**Task brief**
Go through the listing and transcribe each line exactly.

### Task inputs ###

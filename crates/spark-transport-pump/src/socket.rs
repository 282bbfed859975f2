use std::io;
use std::net::{Ipv4Addr, SocketAddr, SocketAddrV4};

use socket2::{Domain, Protocol, SockAddr, Socket, Type};
use tracing::trace;

use crate::error::{self, TransportError, map_io_error};

/// 单个操作系统套接字的独占句柄。
///
/// # 教案式注释
///
/// ## 意图 (Why)
/// - 每个套接字只归属一个所有者：监听套接字、客户端套接字或某条连接记录；
///   句柄不可复制，杜绝同一描述符被两处关闭；
/// - 句柄可以处于“无效”状态，关闭后自动回到该状态，重复关闭不会产生副作用。
///
/// ## 契约 (What)
/// - [`SocketHandle::invalid`]：不持有任何套接字；
/// - [`SocketHandle::close`]：唯一的关闭入口，幂等；
/// - 句柄被丢弃时同样会关闭仍持有的套接字。
#[derive(Debug, Default)]
pub(crate) struct SocketHandle {
    socket: Option<Socket>,
}

impl SocketHandle {
    /// 不持有套接字的句柄。
    #[cfg(test)]
    pub(crate) const fn invalid() -> Self {
        Self { socket: None }
    }

    pub(crate) fn from_socket(socket: Socket) -> Self {
        Self {
            socket: Some(socket),
        }
    }

    /// 是否仍持有套接字。
    #[cfg(test)]
    pub(crate) fn is_valid(&self) -> bool {
        self.socket.is_some()
    }

    pub(crate) fn get(&self) -> Option<&Socket> {
        self.socket.as_ref()
    }

    /// 关闭套接字并回到无效状态。
    pub(crate) fn close(&mut self) {
        if let Some(socket) = self.socket.take() {
            trace!(local = ?local_addr(&socket), "closing socket");
            drop(socket);
        }
    }
}

/// 连接尝试在某一帧的状态。
#[derive(Debug)]
pub(crate) enum ConnectStatus {
    Pending,
    Connected(Option<SocketAddr>),
    Failed(io::Error),
}

/// 创建绑定在 `0.0.0.0:port` 上的非阻塞监听套接字。
///
/// 任一步失败时，尝试中的套接字随返回值一起被关闭。
pub(crate) fn open_listener(port: u16, backlog: i32) -> Result<SocketHandle, TransportError> {
    let socket = new_stream_socket()?;
    socket
        .set_reuse_address(true)
        .map_err(|err| map_io_error(error::CONFIGURE, err))?;
    let addr = SockAddr::from(SocketAddrV4::new(Ipv4Addr::UNSPECIFIED, port));
    socket
        .bind(&addr)
        .map_err(|err| map_io_error(error::BIND, err))?;
    socket
        .listen(backlog)
        .map_err(|err| map_io_error(error::LISTEN, err))?;
    Ok(SocketHandle::from_socket(socket))
}

/// 创建非阻塞套接字并发起连接。
///
/// “会阻塞”或“正在进行中”都视为目前为止成功，结果由后续帧的 [`poll_connect`] 确认。
pub(crate) fn open_connecting(remote: SocketAddrV4) -> Result<SocketHandle, TransportError> {
    let socket = new_stream_socket()?;
    match socket.connect(&SockAddr::from(remote)) {
        Ok(()) => {}
        Err(err) if connect_in_progress(&err) => {}
        Err(err) => return Err(map_io_error(error::CONNECT, err)),
    }
    Ok(SocketHandle::from_socket(socket))
}

/// 以零等待检查连接是否建立。
///
/// 先读取 `SO_ERROR`，有挂起错误即判定失败；否则能拿到对端地址即判定已连接，
/// 对端地址尚不可用则继续等待下一帧。
pub(crate) fn poll_connect(socket: &Socket) -> ConnectStatus {
    match socket.take_error() {
        Ok(Some(err)) | Err(err) => return ConnectStatus::Failed(err),
        Ok(None) => {}
    }
    match socket.peer_addr() {
        Ok(peer) => ConnectStatus::Connected(peer.as_socket()),
        Err(err) if err.kind() == io::ErrorKind::NotConnected || is_pending(&err) => {
            ConnectStatus::Pending
        }
        Err(err) => ConnectStatus::Failed(err),
    }
}

/// 接受一个挂起连接，返回已切换为非阻塞模式前的原始套接字。
pub(crate) fn accept(listener: &Socket) -> io::Result<(Socket, Option<SocketAddr>)> {
    let (socket, addr) = listener.accept()?;
    Ok((socket, addr.as_socket()))
}

pub(crate) fn local_addr(socket: &Socket) -> Option<SocketAddr> {
    socket.local_addr().ok().and_then(|addr| addr.as_socket())
}

fn new_stream_socket() -> Result<Socket, TransportError> {
    let socket = Socket::new(Domain::IPV4, Type::STREAM, Some(Protocol::TCP))
        .map_err(|err| map_io_error(error::SOCKET, err))?;
    socket
        .set_nonblocking(true)
        .map_err(|err| map_io_error(error::CONFIGURE, err))?;
    Ok(socket)
}

fn connect_in_progress(err: &io::Error) -> bool {
    err.kind() == io::ErrorKind::WouldBlock || is_pending(err)
}

#[cfg(unix)]
fn is_pending(err: &io::Error) -> bool {
    use nix::errno::Errno;
    matches!(
        err.raw_os_error(),
        Some(code) if code == Errno::EINPROGRESS as i32 || code == Errno::EALREADY as i32
    )
}

#[cfg(not(unix))]
fn is_pending(err: &io::Error) -> bool {
    err.kind() == io::ErrorKind::WouldBlock
}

###

**Written response**
filename crates/spark-transport-pump/src/socket.rs
repository 282bbfed859975f2
use std::io;
use std::net::{Ipv4Addr, SocketAddr, SocketAddrV4};

use socket2::{Domain, Protocol, SockAddr, Socket, Type};
use tracing::trace;

use crate::error::{self, TransportError, map_io_error};

/// 单个操作系统套接字的独占句柄。
///
/// # 教案式注释
///
/// ## 意图 (Why)
/// - 每个套接字只归属一个所有者：监听套接字、客户端套接字或某条连接记录；
///   句柄不可复制，杜绝同一描述符被两处关闭；
/// - 句柄可以处于“无效”状态，关闭后自动回到该状态，重复关闭不会产生副作用。
///
/// ## 契约 (What)
/// - [`SocketHandle::invalid`]：不持有任何套接字；
/// - [`SocketHandle::close`]：唯一的关闭入口，幂等；
/// - 句柄被丢弃时同样会关闭仍持有的套接字。
#[derive(Debug, Default)]
pub(crate) struct SocketHandle {
    socket: Option<Socket>,
}

impl SocketHandle {
    /// 不持有套接字的句柄。
    #[cfg(test)]
    pub(crate) const fn invalid() -> Self {
        Self { socket: None }
    }

    pub(crate) fn from_socket(socket: Socket) -> Self {
        Self {
            socket: Some(socket),
        }
    }

    /// 是否仍持有套接字。
    #[cfg(test)]
    pub(crate) fn is_valid(&self) -> bool {
        self.socket.is_some()
    }

    pub(crate) fn get(&self) -> Option<&Socket> {
        self.socket.as_ref()
    }

    /// 关闭套接字并回到无效状态。
    pub(crate) fn close(&mut self) {
        if let Some(socket) = self.socket.take() {
            trace!(local = ?local_addr(&socket), "closing socket");
            drop(socket);
        }
    }
}

/// 连接尝试在某一帧的状态。
#[derive(Debug)]
pub(crate) enum ConnectStatus {
    Pending,
    Connected(Option<SocketAddr>),
    Failed(io::Error),
}

/// 创建绑定在 `0.0.0.0:port` 上的非阻塞监听套接字。
///
/// 任一步失败时，尝试中的套接字随返回值一起被关闭。
pub(crate) fn open_listener(port: u16, backlog: i32) -> Result<SocketHandle, TransportError> {
    let socket = new_stream_socket()?;
    socket
        .set_reuse_address(true)
        .map_err(|err| map_io_error(error::CONFIGURE, err))?;
    let addr = SockAddr::from(SocketAddrV4::new(Ipv4Addr::UNSPECIFIED, port));
    socket
        .bind(&addr)
        .map_err(|err| map_io_error(error::BIND, err))?;
    socket
        .listen(backlog)
        .map_err(|err| map_io_error(error::LISTEN, err))?;
    Ok(SocketHandle::from_socket(socket))
}

/// 创建非阻塞套接字并发起连接。
///
/// “会阻塞”或“正在进行中”都视为目前为止成功，结果由后续帧的 [`poll_connect`] 确认。
pub(crate) fn open_connecting(remote: SocketAddrV4) -> Result<SocketHandle, TransportError> {
    let socket = new_stream_socket()?;
    match socket.connect(&SockAddr::from(remote)) {
        Ok(()) => {}
        Err(err) if connect_in_progress(&err) => {}
        Err(err) => return Err(map_io_error(error::CONNECT, err)),
    }
    Ok(SocketHandle::from_socket(socket))
}

/// 以零等待检查连接是否建立。
///
/// 先读取 `SO_ERROR`，有挂起错误即判定失败；否则能拿到对端地址即判定已连接，
/// 对端地址尚不可用则继续等待下一帧。
pub(crate) fn poll_connect(socket: &Socket) -> ConnectStatus {
    match socket.take_error() {
        Ok(Some(err)) | Err(err) => return ConnectStatus::Failed(err),
        Ok(None) => {}
    }
    match socket.peer_addr() {
        Ok(peer) => ConnectStatus::Connected(peer.as_socket()),
        Err(err) if err.kind() == io::ErrorKind::NotConnected || is_pending(&err) => {
            ConnectStatus::Pending
        }
        Err(err) => ConnectStatus::Failed(err),
    }
}

/// 接受一个挂起连接，返回已切换为非阻塞模式前的原始套接字。
pub(crate) fn accept(listener: &Socket) -> io::Result<(Socket, Option<SocketAddr>)> {
    let (socket, addr) = listener.accept()?;
    Ok((socket, addr.as_socket()))
}

pub(crate) fn local_addr(socket: &Socket) -> Option<SocketAddr> {
    socket.local_addr().ok().and_then(|addr| addr.as_socket())
}

fn new_stream_socket() -> Result<Socket, TransportError> {
    let socket = Socket::new(Domain::IPV4, Type::STREAM, Some(Protocol::TCP))
        .map_err(|err| map_io_error(error::SOCKET, err))?;
    socket
        .set_nonblocking(true)
        .map_err(|err| map_io_error(error::CONFIGURE, err))?;
    Ok(socket)
}

fn connect_in_progress(err: &io::Error) -> bool {
    err.kind() == io::ErrorKind::WouldBlock || is_pending(err)
}

#[cfg(unix)]
fn is_pending(err: &io::Error) -> bool {
    use nix::errno::Errno;
    matches!(
        err.raw_os_error(),
        Some(code) if code == Errno::EINPROGRESS as i32 || code == Errno::EALREADY as i32
    )
}

#[cfg(not(unix))]
fn is_pending(err: &io::Error) -> bool {
    err.kind() == io::ErrorKind::WouldBlock
}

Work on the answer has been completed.